NAT’S SUPPLIER CHALLENGE – MAISON DES MACARONS
I’m really enjoying my supplier challenges and this one was particularly fun, which was helped by the Champagne and alfresco lunch in the glorious sun. This challenge was postponed twice by both episodes of snow, so all of us are eager to finally get together for a lovely day of Macaron Masterclass-ery.
Victoria and Kimm run these classes for anyone wanting to learn how to make these delicious treats, as well as making them for weddings and corporate events. And joining us today is Rachael Connerton who has also been itching to learn how to make macarons and some how is going to juggle taking part in the class as well as photographing the action.
My challenges always start off with a cup of tea and a good natter. It’s such a great industry we work in, filled with genuinely lovely, talented people and I am so lucky to work with such a fantastic group of suppliers who support each other.
Now, I have never made macarons and I’m not much of a baker, so I am inexperienced and out of my depth today. And I’ve heard many people say that there is an art to making these French delights.
I do feel a little more “prepared” once I put an apron on, but the second Kimm starts introducing the method and Victoria starts pulling out weighing scales, jugs, electric thermometers, timers, pots and pans, I’m back to worrying how terribly wrong this could go.
So, we start by making the meringue for the shell of the macaron. Kimm makes an Italian meringue and I had no idea it was made using ground almonds. We have the Kitchen Aids going, we have pre-weighed the exact amount of ingredients and we have electric thermometers in our pans on the hob with timers all on the go. My head is spinning with everything that is going on. I’ve got to watch the thermometer and when it gets to a certain temperature, I have to up the speed on the Kitchen Aid, then I have to wait until we reach another temperature to whip the pan off the hob and slowly pour the sugar liquid into the mixer.
There’s food colouring to add and a little gentle mixing before we have a perfectly stiff peaked meringues. I braved the traditional test of holding it above my head which could have ended so badly.
We spoon the mix into piping bags and pipe out precise circles onto a baking tray and then whack ‘em to knock out some air. It takes a few go’s but my technique for piping improves after a few attempts. The knack is to hold the bag just a little off the tray, straight up and allow the meringue to ooze out and neatly flick the mixture to the side when you are finished so aren’t left with a peak that could burn.
Whilst we wait for the disks to settle before baking them, Kimm pops open a bottle of pink Lanson! Don’t mind if I do! Victoria and I go and play icing some macarons and she shows me how she decorates Kimms creations for bespoke orders.
It’s now time to bake our shells, so we pop them in the oven and stick the timer on. Having a good oven and knowing how it works is also the trick to making perfect macarons, as the cooking time will vary depending on the type of oven you have. Kimm knows her tools though so half way through, we open the door, waft some heat out of the oven and then place a sheet of baking parchment on the top of our shells to stop them burning or discolouring in the second half of cooking. When they come out of the oven, some of my shells haven’t survived, they’ve crumbled in on themselves and some of them are a funny shape, but all in all, we have a batch of macarons taking shape.

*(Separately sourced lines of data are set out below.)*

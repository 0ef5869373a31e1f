//! Load-time hook
//!
//! The host calls a [`ClassFileTransformer`] with the bytes of every unit it loads. The
//! [`RuntimeTransformer`] installed by [`RuntimeAgent`] decides whether the unit is scanned and
//! checked, weaves it, and hands back new bytes. Nothing that goes wrong while weaving stops the
//! unit from loading: errors are logged and the original bytes are used.
//!
//! Two filters drive this:
//!
//!   - the _policy_ filter says which classes are checked by configuration (explicitly listed
//!     classes, or every class outside of the platform when nothing is listed)
//!   - the _scan_ filter says which classes are looked at at all, which is wider than the policy
//!     filter in global mode (unchecked classes get woven too) and when `@AnnotatedFor` markers
//!     are trusted (the markers have to be read to classify)

mod errors;
mod settings;
mod transformer;

pub use errors::*;
pub use settings::*;
pub use transformer::*;

use crate::checkers::checker_by_name;
use crate::jvm::codec::{ClassCodec, UnitImageCodec};
use crate::resolution::ClassResolver;
use crate::runtime::RuntimeVerifier;
use crate::scope::{reject_all, ClassListFilter, FrameworkSafetyFilter, MarkerLookup, ScopeFilter};
use dashmap::DashMap;
use std::sync::Arc;

pub struct RuntimeAgent;

impl RuntimeAgent {
    /// Set up weaving, reporting violations to the process-wide verifier
    pub fn install(
        settings: &Settings,
        resolver: Arc<dyn ClassResolver>,
    ) -> Result<RuntimeTransformer, SettingsError> {
        RuntimeAgent::install_into(settings, resolver, RuntimeVerifier::global())
    }

    /// Set up weaving, installing the configured handler (if any) into the given verifier
    pub fn install_into(
        settings: &Settings,
        resolver: Arc<dyn ClassResolver>,
        verifier: &RuntimeVerifier,
    ) -> Result<RuntimeTransformer, SettingsError> {
        RuntimeAgent::install_with_codec(settings, resolver, verifier, Arc::new(UnitImageCodec))
    }

    pub fn install_with_codec(
        settings: &Settings,
        resolver: Arc<dyn ClassResolver>,
        verifier: &RuntimeVerifier,
        codec: Arc<dyn ClassCodec>,
    ) -> Result<RuntimeTransformer, SettingsError> {
        let checker = checker_by_name(&settings.checker)?
            .ok_or_else(|| SettingsError::UnknownChecker(settings.checker.clone()))?;

        let safety = Arc::new(FrameworkSafetyFilter::new());
        let policy_filter: Arc<dyn ScopeFilter> = if !settings.checked_classes.is_empty() {
            let classes = ClassListFilter::new(&settings.checked_classes);
            Arc::new(safety.clone().and(classes))
        } else if settings.trust_annotated_for {
            reject_all()
        } else {
            safety.clone()
        };

        let scan_filter: Arc<dyn ScopeFilter> =
            if settings.trust_annotated_for || settings.mode == EnforcementMode::Global {
                safety
            } else {
                policy_filter.clone()
            };

        if let Some(handler) = settings.handler {
            log::info!("Using {} violation handler", handler);
            verifier.set_handler(handler.create());
        }

        log::info!(
            "Enforcing {} in {} mode ({} explicitly checked classes{})",
            checker.name(),
            settings.mode,
            settings.checked_classes.len(),
            if settings.trust_annotated_for {
                ", trusting @AnnotatedFor"
            } else {
                ""
            }
        );

        let marker = Arc::new(MarkerLookup::new(checker.system(), resolver.clone()));
        Ok(RuntimeTransformer {
            checker,
            scan_filter,
            policy_filter,
            trust_annotated_for: settings.trust_annotated_for,
            mode: settings.mode,
            resolver,
            marker,
            codec,
            loaders: DashMap::new(),
        })
    }
}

You can’t put chocolate ganache into hot meringue shells, so whilst they cool down we have an alfresco lunch. Kimm used to live in France and with all of her stories of living over there and the incredible sun we were having, I felt as if we were there. Kimm’s hospitality is incredible, she certainly knows how to look after her guests. Anyone doing her macaron masterclass will definitely have a very special day.
We finish things off by making the fillings for our macarons. Rachael has made a raspberry and rose water filling and I am making lemon. To make everything from scratch takes an incredible amount of preparation, so we use a premade (by Kimm) lemon curd and raspberry coulis. We then mix our flavouring into a white chocolate ganache and pipe the filling onto one shell and twist the other on the top. Some of my filling oozes out of the sides and some are seriously lacking, so I botch fill it once the top is on. I am absolutely making a hash of it. But… voila! 6 hour later we have a batch of macarons.
I love them; they taste incredible and look so pretty but I can’t take full credit; Victoria and Kimm are not only incredible teachers but they did lend a helping hand. Macarons make great favours or a tower at a wedding but I absolutely have a new found respect for the very time sensitive and precise measured technique involved in making just one batch. It’s a true art and when ever I see a perfect little macaron, I now appreciate the insane talent involved to create it.